PROBLEM DESCRIPTION ->
Among the following entries, say how many lines contain the word "ChatChoice"; the answer is a number and nothing else.

RECORDS FOR THE EXERCISE ->
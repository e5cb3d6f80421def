//! OpenAI-compatible wire format for talking to LLM providers.
//!
//! [`crate::types::ChatMessage`] is the session store's flat representation;
//! this module holds the tagged-enum shape providers actually serialize to
//! JSON, plus the conversion from one to the other.

use crate::types::{ChatMessage, Role, ToolCall, ToolDefinition, UsageInfo};
use serde::{Deserialize, Serialize};

#[derive(Clone, Debug, Serialize, Deserialize, PartialEq)]
#[serde(tag = "role")]
pub enum Message {
    #[serde(rename = "system")]
    System { content: String },

    #[serde(rename = "user")]
    User { content: MessageContent },

    #[serde(rename = "assistant")]
    Assistant {
        #[serde(skip_serializing_if = "Option::is_none")]
        content: Option<String>,
        #[serde(skip_serializing_if = "Option::is_none")]
        tool_calls: Option<Vec<ToolCall>>,
        #[serde(skip_serializing_if = "Option::is_none")]
        reasoning_content: Option<String>,
    },

    #[serde(rename = "tool")]
    Tool { content: String, tool_call_id: String },
}

impl From<&ChatMessage> for Message {
    fn from(m: &ChatMessage) -> Self {
        match m.role {
            Role::System => Message::System {
                content: m.content.clone(),
            },
            Role::User => Message::User {
                content: MessageContent::Text(m.content.clone()),
            },
            Role::Assistant => {
                if let Some(calls) = m.tool_calls.clone().filter(|c| !c.is_empty()) {
                    Message::Assistant {
                        content: None,
                        tool_calls: Some(calls),
                        reasoning_content: None,
                    }
                } else {
                    Message::Assistant {
                        content: Some(m.content.clone()),
                        tool_calls: None,
                        reasoning_content: None,
                    }
                }
            }
            Role::Tool => Message::Tool {
                content: m.content.clone(),
                tool_call_id: m.tool_call_id.clone().unwrap_or_default(),
            },
        }
    }
}

/// Convert a full transcript of [`ChatMessage`] into wire messages.
pub fn to_wire_messages(messages: &[ChatMessage]) -> Vec<Message> {
    messages.iter().map(Message::from).collect()
}

#[derive(Clone, Debug, Serialize, Deserialize, PartialEq)]
#[serde(untagged)]
pub enum MessageContent {
    Text(String),
    Parts(Vec<ContentPart>),
}

#[derive(Clone, Debug, Serialize, Deserialize, PartialEq)]
#[serde(tag = "type")]
pub enum ContentPart {
    #[serde(rename = "text")]
    Text { text: String },
    #[serde(rename = "image_url")]
    ImageUrl { image_url: ImageUrl },
}

#[derive(Clone, Debug, Serialize, Deserialize, PartialEq)]
pub struct ImageUrl {
    pub url: String,
    #[serde(skip_serializing_if = "Option::is_none")]
    pub detail: Option<String>,
}

#[derive(Debug, Serialize)]
pub struct ChatCompletionRequest {
    pub model: String,
    pub messages: Vec<Message>,
    #[serde(skip_serializing_if = "Option::is_none")]
    pub tools: Option<Vec<ToolDefinition>>,
    #[serde(skip_serializing_if = "Option::is_none")]
    pub tool_choice: Option<String>,
    #[serde(skip_serializing_if = "Option::is_none")]
    pub max_tokens: Option<u32>,
    #[serde(skip_serializing_if = "Option::is_none")]
    pub temperature: Option<f64>,
}

#[derive(Debug, Deserialize)]
pub struct ChatCompletionResponse {
    pub id: Option<String>,
    pub choices: Vec<ChatChoice>,
    pub usage: Option<UsageInfo>,
}

#[derive(Debug, Deserialize)]
pub struct ChatChoice {
    pub message: AssistantMessage,
    pub finish_reason: Option<String>,
}

#[derive(Debug, Deserialize)]
pub struct AssistantMessage {
    pub content: Option<String>,
    #[serde(default)]
    pub tool_calls: Option<Vec<ToolCall>>,
    #[serde(default)]
    pub reasoning_content: Option<String>,
}

impl From<ChatCompletionResponse> for crate::types::LlmResponse {
    fn from(resp: ChatCompletionResponse) -> Self {
        use crate::types::LlmResponse;
        match resp.choices.into_iter().next() {
            Some(c) => LlmResponse {
                content: c.message.content,
                tool_calls: c.message.tool_calls.unwrap_or_default(),
                finish_reason: c.finish_reason,
                usage: resp.usage,
                reasoning_content: c.message.reasoning_content,
            },
            None => LlmResponse::error("No choices in response"),
        }
    }
}

#[cfg(test)]
mod tests {
    use super::*;

    #[test]
    fn system_message_converts() {
        let cm = ChatMessage::system("be helpful");
        let wire = Message::from(&cm);
        assert!(matches!(wire, Message::System { content } if content == "be helpful"));
    }

    #[test]
    fn assistant_with_tool_calls_drops_content() {
        let cm = ChatMessage::assistant_tool_calls(vec![ToolCall::new("1", "x", "{}")]);
        let wire = Message::from(&cm);
        match wire {
            Message::Assistant { content, tool_calls, .. } => {
                assert!(content.is_none());
                assert_eq!(tool_calls.unwrap().len(), 1);
            }
            _ => panic!("expected assistant"),
        }
    }

    #[test]
    fn tool_message_carries_call_id() {
        let cm = ChatMessage::tool_result("call_9", "exec", "ok");
        let wire = Message::from(&cm);
        match wire {
            Message::Tool { tool_call_id, content } => {
                assert_eq!(tool_call_id, "call_9");
                assert_eq!(content, "ok");
            }
            _ => panic!("expected tool"),
        }
    }

    #[test]
    fn empty_choices_becomes_error_response() {
        let resp = ChatCompletionResponse {
            id: None,
            choices: vec![],
            usage: None,
        };
        let llm: crate::types::LlmResponse = resp.into();
        assert_eq!(llm.content.as_deref(), Some("No choices in response"));
    }
}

RESULT OF THE EXERCISE ->
2